Additional Information

Official title Phase II Trial of Sunitinib (SU11248) in Iodine-131 Refractory, Unresectable Differentiated Thyroid Cancers and Medullary Thyroid Cancers
Principal investigator Jonas De Souza
Description PRIMARY OBJECTIVES: I. Determine the response rate of single agent sunitinib (sunitinib malate) in patients with iodine refractory, unresectable well-differentiated thyroid cancer (WDTC) who have evidence of disease progression within 6 months of study enrollment. II. Determine the response rate of single agent sunitinib in patients with medullary thyroid cancer (MTC) who have evidence of disease progression within 6 months of study enrollment. III. Determine the toxicity, duration of response, progression free survival, and overall survival in patients with WDTC or MTC treated with single agent sunitinib. IV. Determine whether the presence of ret proto-oncogene (RET) gene rearrangements in patients with WDTC or RET mutations in patients with MTC predict response to sunitinib.
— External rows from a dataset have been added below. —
//! The rules engine: legal-move filtering and check/checkmate/stalemate.
//!
//! Legality is pseudo-legality minus self-check: each candidate move is
//! applied to the board, the mover's king is tested for attack, and the move
//! is undone. The undo restores a snapshot of both affected squares rather
//! than replaying the move in reverse, so a captured occupant comes back and
//! a promoted pawn un-promotes.

use std::collections::HashSet;

use crate::board::{Board, Color, Move, Position};
use crate::movegen::{generator_for, pseudo_legal_moves};

/// Legal moves for the piece at `pos`, or `None` if the square is empty.
#[must_use]
pub fn legal_moves(board: &mut Board, pos: Position) -> Option<HashSet<Move>> {
    let piece = board.piece_at(pos)?;
    let candidates = pseudo_legal_moves(board, pos)?;

    let mut legal = HashSet::new();
    for candidate in candidates {
        let start_snapshot = board.piece_at(candidate.start);
        let end_snapshot = board.piece_at(candidate.end);

        board.apply(candidate);
        if !is_in_check(board, piece.color) {
            legal.insert(candidate);
        }
        board.set_piece(candidate.start, start_snapshot);
        board.set_piece(candidate.end, end_snapshot);
    }

    Some(legal)
}

/// Whether `color`'s king is a destination of some enemy pseudo-legal move.
///
/// A board with no king for `color` is not in check; the engine tolerates
/// partial positions.
#[must_use]
pub fn is_in_check(board: &Board, color: Color) -> bool {
    let Some(king) = board.king_position(color) else {
        return false;
    };

    board
        .pieces()
        .filter(|(_, piece)| piece.color != color)
        .any(|(pos, piece)| {
            generator_for(piece.kind)
                .moves(board, pos)
                .iter()
                .any(|mv| mv.end == king)
        })
}

/// In check with no legal move available.
#[must_use]
pub fn is_in_checkmate(board: &mut Board, color: Color) -> bool {
    is_in_check(board, color) && is_in_stalemate(board, color)
}

/// No piece of `color` has any legal move.
///
/// This deliberately says nothing about check: callers that want "true"
/// stalemate pair it with `!is_in_check`, and [`is_in_checkmate`] pairs it
/// with `is_in_check`.
#[must_use]
pub fn is_in_stalemate(board: &mut Board, color: Color) -> bool {
    let positions: Vec<Position> = board
        .pieces()
        .filter(|(_, piece)| piece.color == color)
        .map(|(pos, _)| pos)
        .collect();

    positions.into_iter().all(|pos| {
        legal_moves(board, pos)
            .map(|moves| moves.is_empty())
            .unwrap_or(true)
    })
}

#[cfg(test)]
mod tests {
    use super::*;
    use crate::board::{pos, Piece, PieceKind};

    fn board_with(pieces: &[(Position, Color, PieceKind)]) -> Board {
        let mut board = Board::empty();
        for &(position, color, kind) in pieces {
            board.set_piece(position, Some(Piece::new(color, kind)));
        }
        board
    }

    #[test]
    fn legal_moves_are_a_subset_of_pseudo_legal() {
        let mut board = Board::starting();
        for (position, _) in Board::starting().pieces() {
            let pseudo = pseudo_legal_moves(&board, position).unwrap();
            let legal = legal_moves(&mut board, position).unwrap();
            assert!(
                legal.is_subset(&pseudo),
                "legal moves from {position} exceed pseudo-legal"
            );
        }
    }

    #[test]
    fn simulate_and_undo_leaves_board_unchanged() {
        // A position with captures, blocked rays, and a promotion available.
        let mut board = board_with(&[
            (pos(1, 5), Color::White, PieceKind::King),
            (pos(7, 2), Color::White, PieceKind::Pawn),
            (pos(8, 1), Color::Black, PieceKind::Rook),
            (pos(5, 5), Color::White, PieceKind::Queen),
            (pos(5, 8), Color::Black, PieceKind::Bishop),
            (pos(8, 5), Color::Black, PieceKind::King),
        ]);
        let before = board.clone();

        for (position, _) in before.pieces() {
            let _ = legal_moves(&mut board, position);
            assert_eq!(board, before, "legal_moves from {position} mutated board");
        }
    }

    #[test]
    fn blocked_rook_stops_before_friendly_pawn() {
        let mut board = board_with(&[
            (pos(1, 1), Color::White, PieceKind::Rook),
            (pos(1, 4), Color::White, PieceKind::Pawn),
        ]);
        let moves = legal_moves(&mut board, pos(1, 1)).unwrap();
        let along_rank: HashSet<Position> = moves
            .iter()
            .filter(|mv| mv.end.row == 1)
            .map(|mv| mv.end)
            .collect();
        assert_eq!(along_rank, HashSet::from([pos(1, 2), pos(1, 3)]));
    }

    #[test]
    fn pawn_a_step_from_the_last_rank_has_exactly_four_legal_moves() {
        let mut board = board_with(&[(pos(7, 3), Color::White, PieceKind::Pawn)]);
        let moves = legal_moves(&mut board, pos(7, 3)).unwrap();
        assert_eq!(moves.len(), 4);
        for kind in PieceKind::PROMOTIONS {
            assert!(moves.contains(&Move::promoting(pos(7, 3), pos(8, 3), kind)));
        }
    }

    #[test]
    fn moving_a_pinned_piece_is_illegal() {
        // The knight on e2 shields the white king from the black rook on e8.
        let mut board = board_with(&[
            (pos(1, 5), Color::White, PieceKind::King),
            (pos(2, 5), Color::White, PieceKind::Knight),
            (pos(8, 5), Color::Black, PieceKind::Rook),
        ]);
        let knight_moves = legal_moves(&mut board, pos(2, 5)).unwrap();
        assert!(knight_moves.is_empty(), "pinned knight must not move");
        assert!(!pseudo_legal_moves(&board, pos(2, 5)).unwrap().is_empty());
    }

    #[test]
    fn king_may_not_step_into_attack() {
        let mut board = board_with(&[
            (pos(1, 5), Color::White, PieceKind::King),
            (pos(8, 4), Color::Black, PieceKind::Rook),
        ]);
        let king_moves = legal_moves(&mut board, pos(1, 5)).unwrap();
        assert!(!king_moves.contains(&Move::new(pos(1, 5), pos(1, 4))));
        assert!(!king_moves.contains(&Move::new(pos(1, 5), pos(2, 4))));
        assert!(king_moves.contains(&Move::new(pos(1, 5), pos(1, 6))));
    }

    #[test]
    fn check_detection() {
        let board = board_with(&[
            (pos(1, 5), Color::White, PieceKind::King),
            (pos(8, 5), Color::Black, PieceKind::Rook),
        ]);
        assert!(is_in_check(&board, Color::White));
        assert!(!is_in_check(&board, Color::Black));
    }

    #[test]
    fn blocked_attacker_gives_no_check() {
        let board = board_with(&[
            (pos(1, 5), Color::White, PieceKind::King),
            (pos(4, 5), Color::White, PieceKind::Pawn),
            (pos(8, 5), Color::Black, PieceKind::Rook),
        ]);
        assert!(!is_in_check(&board, Color::White));
    }

    #[test]
    fn missing_king_is_not_in_check() {
        let board = board_with(&[(pos(8, 5), Color::Black, PieceKind::Rook)]);
        assert!(!is_in_check(&board, Color::White));
    }

    #[test]
    fn back_rank_checkmate() {
        let mut board = board_with(&[
            (pos(1, 8), Color::White, PieceKind::King),
            (pos(2, 7), Color::White, PieceKind::Pawn),
            (pos(2, 8), Color::White, PieceKind::Pawn),
            (pos(1, 1), Color::Black, PieceKind::Rook),
            (pos(8, 1), Color::Black, PieceKind::King),
        ]);
        assert!(is_in_checkmate(&mut board, Color::White));
        assert!(!is_in_checkmate(&mut board, Color::Black));
    }

    #[test]
    fn checkmate_requires_check() {
        // Classic corner stalemate: no moves, but no check either.
        let mut board = board_with(&[
            (pos(8, 8), Color::Black, PieceKind::King),
            (pos(7, 6), Color::White, PieceKind::Queen),
            (pos(1, 1), Color::White, PieceKind::King),
        ]);
        assert!(!is_in_check(&board, Color::Black));
        assert!(is_in_stalemate(&mut board, Color::Black));
        assert!(!is_in_checkmate(&mut board, Color::Black));
    }

    #[test]
    fn escapable_check_is_not_checkmate() {
        let mut board = board_with(&[
            (pos(1, 5), Color::White, PieceKind::King),
            (pos(8, 5), Color::Black, PieceKind::Rook),
            (pos(8, 1), Color::Black, PieceKind::King),
        ]);
        assert!(is_in_check(&board, Color::White));
        assert!(!is_in_checkmate(&mut board, Color::White));
    }

    #[test]
    fn stalemate_is_false_while_any_move_exists() {
        let mut board = Board::starting();
        assert!(!is_in_stalemate(&mut board, Color::White));
        assert!(!is_in_stalemate(&mut board, Color::Black));
    }

    #[test]
    fn side_with_no_pieces_is_stalemated() {
        let mut board = board_with(&[(pos(1, 1), Color::White, PieceKind::King)]);
        assert!(is_in_stalemate(&mut board, Color::Black));
    }

    #[test]
    fn checkmate_iff_check_and_no_legal_moves() {
        let positions = [
            // mated
            board_with(&[
                (pos(1, 8), Color::White, PieceKind::King),
                (pos(2, 7), Color::White, PieceKind::Pawn),
                (pos(2, 8), Color::White, PieceKind::Pawn),
                (pos(1, 1), Color::Black, PieceKind::Rook),
            ]),
            // stalemated
            board_with(&[
                (pos(8, 8), Color::White, PieceKind::King),
                (pos(6, 7), Color::Black, PieceKind::Queen),
            ]),
            // in check with an escape
            board_with(&[
                (pos(4, 4), Color::White, PieceKind::King),
                (pos(4, 8), Color::Black, PieceKind::Rook),
            ]),
            // free
            Board::starting(),
        ];
        for mut board in positions {
            let mate = is_in_checkmate(&mut board, Color::White);
            let expected = is_in_check(&board, Color::White)
                && is_in_stalemate(&mut board, Color::White);
            assert_eq!(mate, expected);
        }
    }
}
V. Determine whether therapy with sunitinib affects phosphorylation of downstream RET effector, mitogen-activated protein kinase 1 (ERK), in WDTC and MTC tissue. VI. Determine whether specific germ-line polymorphisms in the RET gene are associated with favorable outcome in patients with WDTC treated with sunitinib. OUTLINE: Patients are assigned to 1 of 2 cohorts according to type of thyroid cancer (medullary vs well-differentiated). Patients receive sunitinib malate orally (PO) once daily (QD) on days 1-28. Courses repeat every 6 weeks in the absence of disease progression or unacceptable toxicity. After completion of study treatment, patients are followed periodically for 2 years.
Trial information was received from ClinicalTrials.gov and was last updated in June 2016.
Information provided to ClinicalTrials.gov by National Cancer Institute (NCI).